Task goal:
Where the line with "use std::time::Duration;" appears below, start writing out lines exactly, and finish with the line with "never both in", which is included; write out nothing else.
══ Material shown ══
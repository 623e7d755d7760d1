//! The managed instance entity.
//!
//! An [`Instance`] pairs the immutable identity handed out by the
//! provisioner (id, address) with the mutable runtime state the controller
//! maintains (lifecycle state, advertised capacity, close readiness, last
//! successful health check).

use std::time::Duration;

use chrono::{DateTime, Utc};
use serde::Serialize;

use gamefleet_core::{state, CoreError, InstanceId, InstanceState};
use gamefleet_provision::{ProvisionError, Provisioner};

use crate::health::HealthReport;

/// One managed game server instance.
///
/// `available_capacity` is advisory and weakly consistent: it is set by a
/// successful health report and decremented by an allocation, never both in
/// the same logical step, and may be stale by up to one poll interval.
#[derive(Debug, Clone, Serialize)]
pub struct Instance {
    /// Provisioner-assigned identifier; immutable.
    pub id: InstanceId,
    /// `host:port` reachable for health checks; immutable once resolved.
    pub address: String,
    /// Current lifecycle state.
    pub state: InstanceState,
    /// Last reported capacity, minus any allocations since.
    pub available_capacity: u32,
    /// Last reported close readiness; meaningful while in standby.
    pub ready_to_close: bool,
    /// Timestamp of the last successful health report.
    pub last_health_success: Option<DateTime<Utc>>,
}

impl Instance {
    /// Request a brand-new instance from the provisioner and wait for it to
    /// reach the running state.
    ///
    /// # Errors
    ///
    /// Returns a `ProvisionError` if creation fails or the instance does not
    /// come up within `timeout`. On error no `Instance` value exists, so a
    /// half-constructed instance can never reach the registry.
    pub async fn provision<P: Provisioner + ?Sized>(
        provisioner: &P,
        timeout: Duration,
    ) -> Result<Self, ProvisionError> {
        let id = provisioner.create_instance().await?;
        Self::adopt(provisioner, id, timeout).await
    }

    /// Build an `Instance` for an identifier that already exists at the
    /// provisioner, waiting for it to be running and resolving its address.
    ///
    /// Used both by [`Instance::provision`] and by the registry rebuild at
    /// process start.
    ///
    /// # Errors
    ///
    /// Returns a `ProvisionError` if the running wait or address resolution
    /// fails.
    pub async fn adopt<P: Provisioner + ?Sized>(
        provisioner: &P,
        id: InstanceId,
        timeout: Duration,
    ) -> Result<Self, ProvisionError> {
        let address = provisioner.await_running(&id, timeout).await?;

        // The bounded running wait above is the Provisioning phase; the
        // entity only becomes observable once it resolved to Running.
        Ok(Self {
            id,
            address,
            state: InstanceState::Running,
            available_capacity: 0,
            ready_to_close: false,
            last_health_success: None,
        })
    }

    /// Perform a validated lifecycle transition.
    ///
    /// # Errors
    ///
    /// Returns `CoreError::InvalidTransition` if the state machine forbids it.
    pub fn transition(&mut self, to: InstanceState) -> Result<(), CoreError> {
        self.state = state::validate_transition(&self.id, self.state, to)?;
        Ok(())
    }

    /// Apply a successful health report, restoring `pool_state` if the
    /// instance was marked unresponsive.
    ///
    /// # Errors
    ///
    /// Returns `CoreError::InvalidTransition` if the restore is illegal.
    pub fn apply_report(
        &mut self,
        report: &HealthReport,
        pool_state: InstanceState,
    ) -> Result<(), CoreError> {
        if self.state == InstanceState::Unresponsive {
            self.transition(pool_state)?;
        }
        self.available_capacity = report.available_capacity;
        self.ready_to_close = report.ready_to_close;
        self.last_health_success = Some(Utc::now());
        Ok(())
    }

    /// Record a failed health check.
    ///
    /// Capacity is forced to 0 so an unconfirmed instance never advertises
    /// capacity. Idempotent across consecutive failures.
    ///
    /// # Errors
    ///
    /// Returns `CoreError::InvalidTransition` if the instance cannot be
    /// marked unresponsive from its current state.
    pub fn mark_unresponsive(&mut self) -> Result<(), CoreError> {
        self.available_capacity = 0;
        if self.state != InstanceState::Unresponsive {
            self.transition(InstanceState::Unresponsive)?;
        }
        Ok(())
    }
}
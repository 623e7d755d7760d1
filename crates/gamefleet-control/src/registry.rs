//! The in-memory fleet registry.
//!
//! The registry holds the authoritative state of the fleet: the active pool,
//! the standby pool, and the committed aggregate capacity. It is shared
//! between the controller's loop and arbitrary concurrent allocator callers,
//! so every mutating and capacity-reading operation is serialized behind one
//! mutex. Network calls never happen under that lock; the controller polls
//! and provisions outside and applies the results through these methods.
//!
//! Invariant: an instance is a member of exactly one pool at any observation
//! point. Removal methods mark the instance `Terminated` before handing it
//! back, so a removed instance can never re-enter a pool.

use parking_lot::Mutex;
use tracing::warn;

use gamefleet_core::{InstanceId, InstanceState};

use crate::error::FleetError;
use crate::health::HealthReport;
use crate::instance::Instance;

/// Thread-safe registry of all known fleet instances.
#[derive(Default)]
pub struct FleetRegistry {
    inner: Mutex<Pools>,
}

#[derive(Default)]
struct Pools {
    active: Vec<Instance>,
    standby: Vec<Instance>,
    aggregate_capacity: u32,
}

/// Index of the first instance with the greatest capacity (first-max wins
/// ties), or `None` on an empty slice.
fn first_max_index(instances: &[Instance]) -> Option<usize> {
    if instances.is_empty() {
        return None;
    }

    let mut max_index = 0;
    for (index, instance) in instances.iter().enumerate().skip(1) {
        if instance.available_capacity > instances[max_index].available_capacity {
            max_index = index;
        }
    }
    Some(max_index)
}

impl FleetRegistry {
    /// Create a new, empty registry.
    #[must_use]
    pub fn new() -> Self {
        Self::default()
    }

    // =========================================================================
    // Allocator read path
    // =========================================================================

    /// Claim the active instance with the greatest available capacity,
    /// decrementing its advertised capacity by one.
    ///
    /// Runs concurrently with the control loop; the returned snapshot may be
    /// stale by up to one poll interval.
    ///
    /// # Errors
    ///
    /// Returns `FleetError::NoCapacityAvailable` if the active pool is empty.
    pub fn allocate(&self) -> Result<Instance, FleetError> {
        let mut inner = self.inner.lock();

        let index = first_max_index(&inner.active).ok_or(FleetError::NoCapacityAvailable)?;
        let instance = &mut inner.active[index];
        instance.available_capacity = instance.available_capacity.saturating_sub(1);

        Ok(instance.clone())
    }

    /// Return a read-only snapshot of the active pool.
    #[must_use]
    pub fn list_active(&self) -> Vec<Instance> {
        self.inner.lock().active.clone()
    }

    /// The aggregate capacity committed by the last control cycle.
    #[must_use]
    pub fn aggregate_capacity(&self) -> u32 {
        self.inner.lock().aggregate_capacity
    }

    /// Number of instances in the active pool.
    #[must_use]
    pub fn active_len(&self) -> usize {
        self.inner.lock().active.len()
    }

    /// Number of instances in the standby pool.
    #[must_use]
    pub fn standby_len(&self) -> usize {
        self.inner.lock().standby.len()
    }

    // =========================================================================
    // Controller write path
    // =========================================================================

    /// Add a freshly constructed instance to the active pool.
    pub fn insert_active(&self, instance: Instance) {
        self.inner.lock().active.push(instance);
    }

    /// Identifiers and addresses of every known instance, active first.
    ///
    /// The controller polls these endpoints outside the lock.
    #[must_use]
    pub fn poll_targets(&self) -> Vec<(InstanceId, String)> {
        let inner = self.inner.lock();
        inner
            .active
            .iter()
            .chain(inner.standby.iter())
            .map(|i| (i.id.clone(), i.address.clone()))
            .collect()
    }

    /// Apply a successful health report to the named instance.
    ///
    /// Restores the pool's state if the instance was unresponsive. Returns
    /// false if the instance is no longer in either pool.
    pub fn apply_report(&self, instance_id: &InstanceId, report: &HealthReport) -> bool {
        let mut inner = self.inner.lock();

        if let Some(instance) = inner.active.iter_mut().find(|i| i.id == *instance_id) {
            if let Err(e) = instance.apply_report(report, InstanceState::Running) {
                warn!(instance_id = %instance_id, error = %e, "Ignoring health report");
            }
            return true;
        }
        if let Some(instance) = inner.standby.iter_mut().find(|i| i.id == *instance_id) {
            if let Err(e) = instance.apply_report(report, InstanceState::Standby) {
                warn!(instance_id = %instance_id, error = %e, "Ignoring health report");
            }
            return true;
        }
        false
    }

    /// Record a failed health check for the named instance: capacity drops
    /// to 0 and the instance is marked unresponsive in place.
    ///
    /// Returns false if the instance is no longer in either pool.
    pub fn mark_unresponsive(&self, instance_id: &InstanceId) -> bool {
        let mut inner = self.inner.lock();

        let pools = &mut *inner;
        let Some(instance) = pools
            .active
            .iter_mut()
            .chain(pools.standby.iter_mut())
            .find(|i| i.id == *instance_id)
        else {
            return false;
        };

        if let Err(e) = instance.mark_unresponsive() {
            warn!(instance_id = %instance_id, error = %e, "Cannot mark unresponsive");
        }
        true
    }

    /// Recompute and commit the aggregate capacity as the sum over the
    /// active pool, returning the committed value.
    ///
    /// Failed polls contributed 0 because `mark_unresponsive` already zeroed
    /// their capacity.
    pub fn commit_aggregate(&self) -> u32 {
        let mut inner = self.inner.lock();
        let total = inner.active.iter().map(|i| i.available_capacity).sum();
        inner.aggregate_capacity = total;
        total
    }

    /// Move the oldest standby instance back to the active pool, adding its
    /// capacity to the aggregate.
    ///
    /// Returns the recalled instance's id and capacity, or `None` if standby
    /// is empty.
    pub fn recall_standby(&self) -> Option<(InstanceId, u32)> {
        let mut inner = self.inner.lock();

        if inner.standby.is_empty() {
            return None;
        }
        let mut instance = inner.standby.remove(0);

        if let Err(e) = instance.transition(InstanceState::Running) {
            warn!(instance_id = %instance.id, error = %e, "Recall transition rejected");
        }
        let capacity = instance.available_capacity;
        let id = instance.id.clone();

        inner.aggregate_capacity += capacity;
        inner.active.push(instance);

        Some((id, capacity))
    }

    /// Move the active instance with the greatest capacity (first-max wins
    /// ties) to standby, subtracting its capacity from the aggregate.
    ///
    /// Never shrinks the active pool below one instance; returns `None`
    /// when that floor would be violated.
    pub fn demote_max_active(&self) -> Option<(InstanceId, u32)> {
        let mut inner = self.inner.lock();

        if inner.active.len() <= 1 {
            return None;
        }
        let index = first_max_index(&inner.active)?;
        let mut instance = inner.active.remove(index);

        if let Err(e) = instance.transition(InstanceState::Standby) {
            warn!(instance_id = %instance.id, error = %e, "Demote transition rejected");
        }
        let capacity = instance.available_capacity;
        let id = instance.id.clone();

        inner.aggregate_capacity = inner.aggregate_capacity.saturating_sub(capacity);
        inner.standby.push(instance);

        Some((id, capacity))
    }

    /// Remove every standby instance that reported `ready_to_close`, marking
    /// each `Terminated` and returning them for destruction outside the lock.
    pub fn take_closeable_standby(&self) -> Vec<Instance> {
        let mut inner = self.inner.lock();

        let mut kept = Vec::new();
        let mut closing = Vec::new();
        for mut instance in std::mem::take(&mut inner.standby) {
            if instance.ready_to_close {
                if let Err(e) = instance.transition(InstanceState::Terminated) {
                    warn!(instance_id = %instance.id, error = %e, "Eviction transition rejected");
                }
                closing.push(instance);
            } else {
                kept.push(instance);
            }
        }
        inner.standby = kept;

        closing
    }

    /// Remove the named instance from whichever pool holds it, marking it
    /// `Terminated`.
    ///
    /// Returns `None` if the instance is in neither pool.
    pub fn remove(&self, instance_id: &InstanceId) -> Option<Instance> {
        let mut inner = self.inner.lock();

        let mut instance = if let Some(i) = inner.active.iter().position(|i| i.id == *instance_id)
        {
            inner.active.remove(i)
        } else if let Some(i) = inner.standby.iter().position(|i| i.id == *instance_id) {
            inner.standby.remove(i)
        } else {
            return None;
        };

        if let Err(e) = instance.transition(InstanceState::Terminated) {
            warn!(instance_id = %instance_id, error = %e, "Removal transition rejected");
        }
        Some(instance)
    }

    /// Resolve the address of an instance still present in either pool.
    #[must_use]
    pub fn address_of(&self, instance_id: &InstanceId) -> Option<String> {
        let inner = self.inner.lock();
        inner
            .active
            .iter()
            .chain(inner.standby.iter())
            .find(|i| i.id == *instance_id)
            .map(|i| i.address.clone())
    }
}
═══
Exercise result:
use std::time::Duration;

use chrono::{DateTime, Utc};
use serde::Serialize;

use gamefleet_core::{state, CoreError, InstanceId, InstanceState};
use gamefleet_provision::{ProvisionError, Provisioner};

use crate::health::HealthReport;

/// One managed game server instance.
///
/// `available_capacity` is advisory and weakly consistent: it is set by a
/// successful health report and decremented by an allocation, never both in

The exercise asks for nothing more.